Sebagai praktisi pada badan usaha milik desa, Direktur BUMDes Bhuana Utama Desa Panji, Edy Susena punya optimisme sama. Hal ini juga menunjukkan optimisme sama. Ia yakin BUMDes bisa menekan urbanisasi apabila ada keseriusan dalam pengelolaan. 

BUMDes bukan saja memerlukan internal pengelolaan yang baik. Pendampingan pemerintah desa, dinas kabupaten sampai provinsi, sampai ke pemerintah pusat dinilai sebagai faktor pendukung yang wajib ada.

Untuk lebih sukses, Agus Trihatmoko menyarankan agar BUMDes berafiliasi dengan perusahaan lain hingga membentuk bisnis yang lebih tangguh dan menyerap lebih banyak tenaga kerja, sehingga ada implikasi positif menekan urbanisasi dan jumlah pengangguran.

“Oleh sebab itu, orientasi BUMDes ini tidak hanya masalah dagang, jadi produksi sehingga barang-barang itu nanti yang dilempar ke kota, ke pasar yang lebih jauh, jadi di sana akan menyerap,” ujarnya.

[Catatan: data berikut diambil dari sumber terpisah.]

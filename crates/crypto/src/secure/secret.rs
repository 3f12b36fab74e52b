//! Secret wrapper utilities for consistent secret handling
//!
//! Provides type aliases and utilities around the `secrecy` crate for
//! handling sensitive strings and byte buffers.

use secrecy::{SecretBox, SecretString as SecrecySecretString};
use zeroize::Zeroize;

/// A secret byte buffer that is zeroized on drop.
///
/// Use this for sensitive binary data like derived keys or decrypted seeds.
/// The inner value can only be accessed via `expose_secret()`.
pub type SecretBytes = SecretBox<Vec<u8>>;

/// A secret string that is zeroized on drop.
///
/// Use this for sensitive text like passphrases.
pub type SecretString = SecrecySecretString;

/// A fixed-size secret byte array.
///
/// Unlike `SecretBytes`, this is for fixed-size secrets like seeds.
#[derive(Zeroize)]
#[zeroize(drop)]
pub struct SecretArray<const N: usize> {
    inner: [u8; N],
}

impl<const N: usize> SecretArray<N> {
    /// Create a new secret array from bytes.
    pub fn new(bytes: [u8; N]) -> Self {
        Self { inner: bytes }
    }

    /// Expose the secret bytes.
    ///
    /// # Security
    ///
    /// Use this sparingly and only when necessary.
    /// The returned reference should not be stored.
    pub fn expose_secret(&self) -> &[u8; N] {
        &self.inner
    }
}

impl<const N: usize> std::fmt::Debug for SecretArray<N> {
    fn fmt(&self, f: &mut std::fmt::Formatter<'_>) -> std::fmt::Result {
        f.debug_struct("SecretArray")
            .field("length", &N)
            .field("value", &"[REDACTED]")
            .finish()
    }
}

// Clone is intentionally not implemented to prevent accidental copies.

#[cfg(test)]
mod tests {
    use super::*;
    use secrecy::{ExposeSecret, SecretBox};

    #[test]
    fn test_secret_string() {
        let secret: SecretString = "my-passphrase".to_string().into();
        let exposed: &str = secret.expose_secret();
        assert_eq!(exposed, "my-passphrase");
    }

    #[test]
    fn test_secret_bytes() {
        let data = vec![1, 2, 3, 4, 5];
        let secret = SecretBox::new(Box::new(data));
        assert_eq!(secret.expose_secret(), &vec![1, 2, 3, 4, 5]);
    }

    #[test]
    fn test_secret_array() {
        let arr = [0xABu8; 32];
        let secret = SecretArray::new(arr);
        assert_eq!(secret.expose_secret(), &arr);
    }

    #[test]
    fn test_secret_array_debug() {
        let arr = [0xABu8; 32];
        let secret = SecretArray::new(arr);
        let debug = format!("{:?}", secret);

        assert!(debug.contains("[REDACTED]"));
        assert!(debug.contains("length"));
        assert!(!debug.contains("171")); // 0xAB = 171
    }
}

Diyakini pula, bisnis manufaktur akan menyerap banyak tenaga kerja. Belum lagi potensi desa dari sektor industri kreatif, kerajinan, pertanian, perikanan, hingga daging yang Agus nilai masih belum dikembangkan maksimal.

“Kenapa kita tidak bisa mandiri di sektor pangan? Karena di bawahnya (tingkat desa) mulai rapuh, ini kalau dikelola BUMDes akan bagus sekali,” pungkasnya.